1. Trennung / Scheidung: Vor der Scheidung kommt grundsätzlich das Trennungsjahr. Stellt sich heraus, dass die Ehe gescheitert ist, muss die Scheidung von einem Anwalt beim Familiengericht beantragt werden. Die Ehe wird dann durch Entscheidung des Gerichts geschieden.

2. (Trennungs-) Unterhalt: In der Zeit der Trennung hat der finanziell schwächere Ehegatte Anspruch auf Trennungsunterhalt.
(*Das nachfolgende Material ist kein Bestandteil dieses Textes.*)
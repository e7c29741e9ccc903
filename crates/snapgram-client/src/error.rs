use thiserror::Error;

use snapgram_shared::error::{ModelError, ValidationError};
use snapgram_store::StoreError;

/// Failure reported by (or while talking to) the remote service.
#[derive(Error, Debug, Clone, PartialEq, Eq)]
pub enum RemoteError {
    #[error("Unauthorized: {0}")]
    Unauthorized(String),

    #[error("Not found: {0}")]
    NotFound(String),

    #[error("Already exists: {0}")]
    AlreadyExists(String),

    /// The conditional update lost against a concurrent write.
    #[error("Document was modified concurrently")]
    PreconditionFailed,

    #[error("Rate limited by the service")]
    RateLimited,

    #[error("Service error ({status}): {message}")]
    Service { status: u16, message: String },

    #[error("Transport error: {0}")]
    Transport(String),

    #[error("Invalid response: {0}")]
    Decode(String),

    #[error("Preview unavailable: {0}")]
    Preview(String),
}

impl RemoteError {
    /// Map an HTTP status and error message onto the taxonomy.
    pub fn from_status(status: u16, message: impl Into<String>) -> Self {
        let message = message.into();
        match status {
            401 | 403 => RemoteError::Unauthorized(message),
            404 => RemoteError::NotFound(message),
            409 => RemoteError::AlreadyExists(message),
            412 => RemoteError::PreconditionFailed,
            429 => RemoteError::RateLimited,
            _ => RemoteError::Service { status, message },
        }
    }
}

impl From<reqwest::Error> for RemoteError {
    fn from(e: reqwest::Error) -> Self {
        if e.is_decode() {
            RemoteError::Decode(e.to_string())
        } else {
            RemoteError::Transport(e.to_string())
        }
    }
}

pub type RemoteResult<T> = std::result::Result<T, RemoteError>;

/// Uniform error returned by every adapter operation.
#[derive(Error, Debug, Clone, PartialEq, Eq)]
pub enum ApiError {
    #[error("Validation error: {0}")]
    Validation(#[from] ValidationError),

    #[error("Remote error: {0}")]
    Remote(#[from] RemoteError),

    #[error("Model error: {0}")]
    Model(#[from] ModelError),

    #[error("Local storage error: {0}")]
    Store(String),

    #[error("Not signed in")]
    Unauthenticated,

    #[error("{0} not found")]
    NotFound(String),

    #[error("Forbidden: {0}")]
    Forbidden(String),

    /// A version-checked edit kept losing to concurrent writers.
    #[error("Gave up updating {collection}/{id} after {attempts} conflicting writes")]
    Contended {
        collection: String,
        id: String,
        attempts: usize,
    },
}

impl From<StoreError> for ApiError {
    fn from(e: StoreError) -> Self {
        ApiError::Store(e.to_string())
    }
}

impl ApiError {
    pub fn is_unauthenticated(&self) -> bool {
        matches!(
            self,
            ApiError::Unauthenticated | ApiError::Remote(RemoteError::Unauthorized(_))
        )
    }
}

pub type ApiResult<T> = std::result::Result<T, ApiError>;

#[cfg(test)]
mod tests {
    use super::*;

    #[test]
    fn status_mapping() {
        assert_eq!(
            RemoteError::from_status(404, "missing"),
            RemoteError::NotFound("missing".into())
        );
        assert_eq!(RemoteError::from_status(412, "x"), RemoteError::PreconditionFailed);
        assert!(matches!(
            RemoteError::from_status(500, "boom"),
            RemoteError::Service { status: 500, .. }
        ));
    }

    #[test]
    fn unauthorized_counts_as_unauthenticated() {
        let err: ApiError = RemoteError::Unauthorized("guest".into()).into();
        assert!(err.is_unauthenticated());
        assert!(!ApiError::Forbidden("x".into()).is_unauthenticated());
    }
}
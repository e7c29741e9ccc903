//! # snapgram-shared
//!
//! Types shared by every Snapgram crate: identifiers, remote documents and
//! the domain models decoded from them, service configuration and form
//! validation.

pub mod config;
pub mod constants;
pub mod document;
pub mod error;
pub mod models;
pub mod types;
pub mod validation;

pub use config::ServiceConfig;
pub use document::{Document, DocumentList, Fields};
pub use error::{ModelError, ValidationError};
Nach der Scheidung gibt es - Bedürftigkeit eines Ex vorausgesetzt - nachehelichen Unterhalt.

3. Kinder / Sorgerecht: Sind gemeinsame Kinder vorhanden, müssen Fragen zum Sorgerecht, Umgangsrecht und Kindesunterhalt geklärt werden. Das Wohl des Kindes steht dabei immer im Mittelpunkt.

4. Vermögensaufteilung: Die Aufteilung des gemeinsamen Vermögens sollte klar geregelt werden, entweder einvernehmlich oder durch gerichtliche Entscheidung.
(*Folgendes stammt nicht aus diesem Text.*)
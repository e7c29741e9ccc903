use serde::{Deserialize, Serialize};
use uuid::Uuid;

/// Declares a string-backed identifier issued by the remote service.
macro_rules! document_id {
    ($(#[$meta:meta])* $name:ident) => {
        $(#[$meta])*
        #[derive(Debug, Clone, Default, Serialize, Deserialize, PartialEq, Eq, Hash, PartialOrd, Ord)]
        #[serde(transparent)]
        pub struct $name(pub String);

        impl $name {
            /// Generate a fresh client-side id (the `ID.unique()` equivalent).
            pub fn unique() -> Self {
                Self(Uuid::new_v4().simple().to_string())
            }

            pub fn as_str(&self) -> &str {
                &self.0
            }

            pub fn is_empty(&self) -> bool {
                self.0.is_empty()
            }
        }

        impl std::fmt::Display for $name {
            fn fmt(&self, f: &mut std::fmt::Formatter<'_>) -> std::fmt::Result {
                f.write_str(&self.0)
            }
        }

        impl From<&str> for $name {
            fn from(s: &str) -> Self {
                Self(s.to_string())
            }
        }

        impl From<String> for $name {
            fn from(s: String) -> Self {
                Self(s)
            }
        }
    };
}

document_id!(
    /// Id of a remote account (authentication principal).
    AccountId
);
document_id!(
    /// Id of a user profile document.
    UserId
);
document_id!(PostId);
document_id!(CommentId);
document_id!(
    /// Id of a saved-post join record.
    SaveId
);
document_id!(
    /// Id of a file in object storage.
    FileId
);
document_id!(SessionId);
document_id!(DocumentId);

/// Opaque per-document version token used as an update precondition.
#[derive(Debug, Clone, Serialize, Deserialize, PartialEq, Eq, Hash)]
#[serde(transparent)]
pub struct Revision(pub String);

impl std::fmt::Display for Revision {
    fn fmt(&self, f: &mut std::fmt::Formatter<'_>) -> std::fmt::Result {
        f.write_str(&self.0)
    }
}

/// Preview crop anchor accepted by the storage preview endpoint.
#[derive(Debug, Clone, Copy, PartialEq, Eq, Serialize, Deserialize)]
#[serde(rename_all = "kebab-case")]
pub enum Gravity {
    Center,
    Top,
    TopLeft,
    TopRight,
    Left,
    Right,
    Bottom,
    BottomLeft,
    BottomRight,
}

impl Gravity {
    pub fn as_str(&self) -> &'static str {
        match self {
            Gravity::Center => "center",
            Gravity::Top => "top",
            Gravity::TopLeft => "top-left",
            Gravity::TopRight => "top-right",
            Gravity::Left => "left",
            Gravity::Right => "right",
            Gravity::Bottom => "bottom",
            Gravity::BottomLeft => "bottom-left",
            Gravity::BottomRight => "bottom-right",
        }
    }
}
5. Versorgungsausgleich: Das Familiengericht gleicht die Rentenansprüche beider Ehegatten so aus, dass beide die Ehe mit den gleichen Rentenanwartschaften verlassen. Dabei werden auch Betriebsrenten berücksichtigt.

6. Aufteilung des Hausrat: Hausrat sind alle Dinge, die der gemeinsamen Lebensführung dienen. Dinge, die beiden gemeinsam gehören, können von einem der Partner eingefordert werden, wenn er oder sie darauf angewiesen ist. Der andere Partner kann dafür unter Umständen einen finanziellen Ausgleich fordern.

7. Wohnung: Wer die gemeinsame Wohnung weiterhin nutzen darf, richtet sich nach dem Einzelfall. Sind Kinder vorhanden, die zumeist bei einem Elternteil wohnen, wird diesem mit Blick auf das Kindeswohl häufig auch die Wohnung zugesprochen.
Statistiken zufolge werden etwa 40 Prozent der Ehen in Deutschland geschieden. Natürlich schwankt die Scheidungsrate jedes Jahr etwas. Während 1990 noch 154.000 Ehen geschieden wurden, waren es 2005 laut Statistischem Bundesamt 201.000. Im Jahr 2017 wurden 153.501 Ehen geschieden, im Jahr 2019 waren es 148.066 und 2020 waren es 143.800. Die deutschen Familiengerichte arbeiten auf Hochtouren, um all diese Ehescheidungen zu bewältigen. Eheleute, die sich scheiden lassen wollen, müssen sich mit vielen rechtlichen Fragen befassen – vom Sorgerecht für die Kinder bis zu Unterhalt und Versorgungsausgleich.

1. Wann kann man sich scheiden lassen?


Ein Ehepaar kann sich scheiden lassen, wenn seine Ehe gescheitert ist. Das bedeutet: Wenn die Lebensgemeinschaft zwischen den Ehegatten nicht mehr besteht und mit ihrer Wiederherstellung nicht mehr zu rechnen ist. Die Ehepartner müssen sich also getrennt haben, ohne dass es Hoffnung auf ein erneutes Zusammenkommen gibt. Dies bezeichnet man auch als "Zerrüttung der Ehe". Per Gesetz geht man von einer solchen Zerrüttung aus, wenn die Ehepartner mindestens ein Jahr getrennt leben und beide die Scheidung wünschen. Wenn nur einer von beiden die Scheidung anstrebt, ist eine Trennungszeit von drei Jahren nötig.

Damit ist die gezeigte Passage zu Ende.